═════ Provided data ═════
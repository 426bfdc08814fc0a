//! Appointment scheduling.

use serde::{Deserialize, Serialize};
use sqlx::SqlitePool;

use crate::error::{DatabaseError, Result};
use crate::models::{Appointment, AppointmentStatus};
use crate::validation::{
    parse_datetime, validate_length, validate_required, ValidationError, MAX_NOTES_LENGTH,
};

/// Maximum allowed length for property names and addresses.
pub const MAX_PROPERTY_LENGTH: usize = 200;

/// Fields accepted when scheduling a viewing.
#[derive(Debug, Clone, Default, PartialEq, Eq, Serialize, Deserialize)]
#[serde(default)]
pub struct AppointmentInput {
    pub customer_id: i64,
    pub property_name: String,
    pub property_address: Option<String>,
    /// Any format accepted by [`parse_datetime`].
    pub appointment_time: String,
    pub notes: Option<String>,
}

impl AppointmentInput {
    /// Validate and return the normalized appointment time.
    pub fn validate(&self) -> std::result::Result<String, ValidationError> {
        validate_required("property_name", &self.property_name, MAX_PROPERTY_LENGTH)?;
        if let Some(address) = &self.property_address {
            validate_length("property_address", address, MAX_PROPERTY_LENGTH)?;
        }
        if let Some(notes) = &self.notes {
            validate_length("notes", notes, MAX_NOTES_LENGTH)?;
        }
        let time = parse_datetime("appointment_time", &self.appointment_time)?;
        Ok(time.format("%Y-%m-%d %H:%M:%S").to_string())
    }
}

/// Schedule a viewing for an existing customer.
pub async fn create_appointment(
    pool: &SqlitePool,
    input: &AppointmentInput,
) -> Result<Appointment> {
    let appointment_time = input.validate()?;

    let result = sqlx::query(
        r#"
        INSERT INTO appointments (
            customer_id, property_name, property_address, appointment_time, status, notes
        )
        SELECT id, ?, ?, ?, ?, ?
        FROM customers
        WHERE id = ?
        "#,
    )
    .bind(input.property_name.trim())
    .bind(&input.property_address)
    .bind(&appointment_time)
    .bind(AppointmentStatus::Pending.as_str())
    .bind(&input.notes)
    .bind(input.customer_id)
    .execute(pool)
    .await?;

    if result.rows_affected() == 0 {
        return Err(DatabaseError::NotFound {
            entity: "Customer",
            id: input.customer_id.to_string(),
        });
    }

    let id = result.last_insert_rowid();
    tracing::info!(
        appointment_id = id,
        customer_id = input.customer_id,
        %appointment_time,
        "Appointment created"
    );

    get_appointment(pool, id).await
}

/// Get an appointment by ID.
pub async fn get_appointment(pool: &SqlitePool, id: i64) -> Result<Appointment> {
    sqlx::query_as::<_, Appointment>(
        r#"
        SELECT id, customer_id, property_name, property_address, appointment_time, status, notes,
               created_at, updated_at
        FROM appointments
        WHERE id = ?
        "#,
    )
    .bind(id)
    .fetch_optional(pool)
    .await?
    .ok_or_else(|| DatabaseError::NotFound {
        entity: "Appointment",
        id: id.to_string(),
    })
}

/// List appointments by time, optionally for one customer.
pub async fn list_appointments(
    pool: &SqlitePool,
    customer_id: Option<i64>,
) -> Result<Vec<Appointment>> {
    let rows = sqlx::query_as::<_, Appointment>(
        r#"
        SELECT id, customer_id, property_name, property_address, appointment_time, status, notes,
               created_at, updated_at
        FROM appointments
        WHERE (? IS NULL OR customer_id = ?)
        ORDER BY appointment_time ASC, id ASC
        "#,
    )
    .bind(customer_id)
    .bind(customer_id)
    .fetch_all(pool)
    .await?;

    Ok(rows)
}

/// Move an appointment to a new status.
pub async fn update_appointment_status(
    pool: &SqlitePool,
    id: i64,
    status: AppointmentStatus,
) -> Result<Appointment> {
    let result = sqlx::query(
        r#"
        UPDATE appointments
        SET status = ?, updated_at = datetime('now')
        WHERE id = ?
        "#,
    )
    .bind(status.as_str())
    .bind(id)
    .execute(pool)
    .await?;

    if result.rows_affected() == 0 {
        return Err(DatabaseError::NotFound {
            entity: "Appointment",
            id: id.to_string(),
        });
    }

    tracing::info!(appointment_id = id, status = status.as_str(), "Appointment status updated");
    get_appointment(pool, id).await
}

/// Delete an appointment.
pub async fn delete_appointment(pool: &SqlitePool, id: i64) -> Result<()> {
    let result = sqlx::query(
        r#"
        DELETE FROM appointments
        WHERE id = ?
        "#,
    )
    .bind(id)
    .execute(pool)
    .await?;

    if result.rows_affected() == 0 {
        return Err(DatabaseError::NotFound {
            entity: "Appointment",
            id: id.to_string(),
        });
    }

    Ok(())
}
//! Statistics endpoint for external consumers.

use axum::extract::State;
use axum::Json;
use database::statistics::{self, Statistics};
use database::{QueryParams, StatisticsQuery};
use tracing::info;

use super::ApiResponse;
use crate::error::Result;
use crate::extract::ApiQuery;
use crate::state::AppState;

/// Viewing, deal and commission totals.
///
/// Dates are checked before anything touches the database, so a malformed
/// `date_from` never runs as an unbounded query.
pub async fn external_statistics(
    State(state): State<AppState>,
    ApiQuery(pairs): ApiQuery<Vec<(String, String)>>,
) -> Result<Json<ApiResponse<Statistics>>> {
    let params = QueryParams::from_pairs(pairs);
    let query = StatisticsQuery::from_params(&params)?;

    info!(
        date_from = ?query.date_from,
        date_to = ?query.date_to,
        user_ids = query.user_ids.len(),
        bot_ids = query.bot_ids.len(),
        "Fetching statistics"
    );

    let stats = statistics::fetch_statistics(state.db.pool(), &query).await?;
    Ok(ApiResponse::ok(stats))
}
═════
• What to produce: The records above must be restated. Preserve every word.

• Response:
repository 426bfdc08814fc0a
//! Appointment scheduling.

use serde::{Deserialize, Serialize};
use sqlx::SqlitePool;

use crate::error::{DatabaseError, Result};
use crate::models::{Appointment, AppointmentStatus};
use crate::validation::{
    parse_datetime, validate_length, validate_required, ValidationError, MAX_NOTES_LENGTH,
};

/// Maximum allowed length for property names and addresses.
pub const MAX_PROPERTY_LENGTH: usize = 200;

/// Fields accepted when scheduling a viewing.
#[derive(Debug, Clone, Default, PartialEq, Eq, Serialize, Deserialize)]
#[serde(default)]
pub struct AppointmentInput {
    pub customer_id: i64,
    pub property_name: String,
    pub property_address: Option<String>,
    /// Any format accepted by [`parse_datetime`].
    pub appointment_time: String,
    pub notes: Option<String>,
}

impl AppointmentInput {
    /// Validate and return the normalized appointment time.
    pub fn validate(&self) -> std::result::Result<String, ValidationError> {
        validate_required("property_name", &self.property_name, MAX_PROPERTY_LENGTH)?;
        if let Some(address) = &self.property_address {
            validate_length("property_address", address, MAX_PROPERTY_LENGTH)?;
        }
        if let Some(notes) = &self.notes {
            validate_length("notes", notes, MAX_NOTES_LENGTH)?;
        }
        let time = parse_datetime("appointment_time", &self.appointment_time)?;
        Ok(time.format("%Y-%m-%d %H:%M:%S").to_string())
    }
}

/// Schedule a viewing for an existing customer.
pub async fn create_appointment(
    pool: &SqlitePool,
    input: &AppointmentInput,
) -> Result<Appointment> {
    let appointment_time = input.validate()?;

    let result = sqlx::query(
        r#"
        INSERT INTO appointments (
            customer_id, property_name, property_address, appointment_time, status, notes
        )
        SELECT id, ?, ?, ?, ?, ?
        FROM customers
        WHERE id = ?
        "#,
    )
    .bind(input.property_name.trim())
    .bind(&input.property_address)
    .bind(&appointment_time)
    .bind(AppointmentStatus::Pending.as_str())
    .bind(&input.notes)
    .bind(input.customer_id)
    .execute(pool)
    .await?;

    if result.rows_affected() == 0 {
        return Err(DatabaseError::NotFound {
            entity: "Customer",
            id: input.customer_id.to_string(),
        });
    }

    let id = result.last_insert_rowid();
    tracing::info!(
        appointment_id = id,
        customer_id = input.customer_id,
        %appointment_time,
        "Appointment created"
    );

    get_appointment(pool, id).await
}

/// Get an appointment by ID.
pub async fn get_appointment(pool: &SqlitePool, id: i64) -> Result<Appointment> {
    sqlx::query_as::<_, Appointment>(
        r#"
        SELECT id, customer_id, property_name, property_address, appointment_time, status, notes,
               created_at, updated_at
        FROM appointments
        WHERE id = ?
        "#,
    )
    .bind(id)
    .fetch_optional(pool)
    .await?
    .ok_or_else(|| DatabaseError::NotFound {
        entity: "Appointment",
        id: id.to_string(),
    })
}

/// List appointments by time, optionally for one customer.
pub async fn list_appointments(
    pool: &SqlitePool,
    customer_id: Option<i64>,
) -> Result<Vec<Appointment>> {
    let rows = sqlx::query_as::<_, Appointment>(
        r#"
        SELECT id, customer_id, property_name, property_address, appointment_time, status, notes,
               created_at, updated_at
        FROM appointments
        WHERE (? IS NULL OR customer_id = ?)
        ORDER BY appointment_time ASC, id ASC
        "#,
    )
    .bind(customer_id)
    .bind(customer_id)
    .fetch_all(pool)
    .await?;

    Ok(rows)
}

/// Move an appointment to a new status.
pub async fn update_appointment_status(
    pool: &SqlitePool,
    id: i64,
    status: AppointmentStatus,
) -> Result<Appointment> {
    let result = sqlx::query(
        r#"
        UPDATE appointments
        SET status = ?, updated_at = datetime('now')
        WHERE id = ?
        "#,
    )
    .bind(status.as_str())
    .bind(id)
    .execute(pool)
    .await?;

    if result.rows_affected() == 0 {
        return Err(DatabaseError::NotFound {
            entity: "Appointment",
            id: id.to_string(),
        });
    }

    tracing::info!(appointment_id = id, status = status.as_str(), "Appointment status updated");
    get_appointment(pool, id).await
}

/// Delete an appointment.
pub async fn delete_appointment(pool: &SqlitePool, id: i64) -> Result<()> {
    let result = sqlx::query(
        r#"
        DELETE FROM appointments
        WHERE id = ?
        "#,
    )
    .bind(id)
    .execute(pool)
    .await?;

    if result.rows_affected() == 0 {
        return Err(DatabaseError::NotFound {
            entity: "Appointment",
            id: id.to_string(),
        });
    }

    Ok(())
}
//! Statistics endpoint for external consumers.

use axum::extract::State;
use axum::Json;
use database::statistics::{self, Statistics};
use database::{QueryParams, StatisticsQuery};
use tracing::info;

use super::ApiResponse;
use crate::error::Result;
use crate::extract::ApiQuery;
use crate::state::AppState;

/// Viewing, deal and commission totals.
///
/// Dates are checked before anything touches the database, so a malformed
/// `date_from` never runs as an unbounded query.
pub async fn external_statistics(
    State(state): State<AppState>,
    ApiQuery(pairs): ApiQuery<Vec<(String, String)>>,
) -> Result<Json<ApiResponse<Statistics>>> {
    let params = QueryParams::from_pairs(pairs);
    let query = StatisticsQuery::from_params(&params)?;

    info!(
        date_from = ?query.date_from,
        date_to = ?query.date_to,
        user_ids = query.user_ids.len(),
        bot_ids = query.bot_ids.len(),
        "Fetching statistics"
    );

    let stats = statistics::fetch_statistics(state.db.pool(), &query).await?;
    Ok(ApiResponse::ok(stats))
}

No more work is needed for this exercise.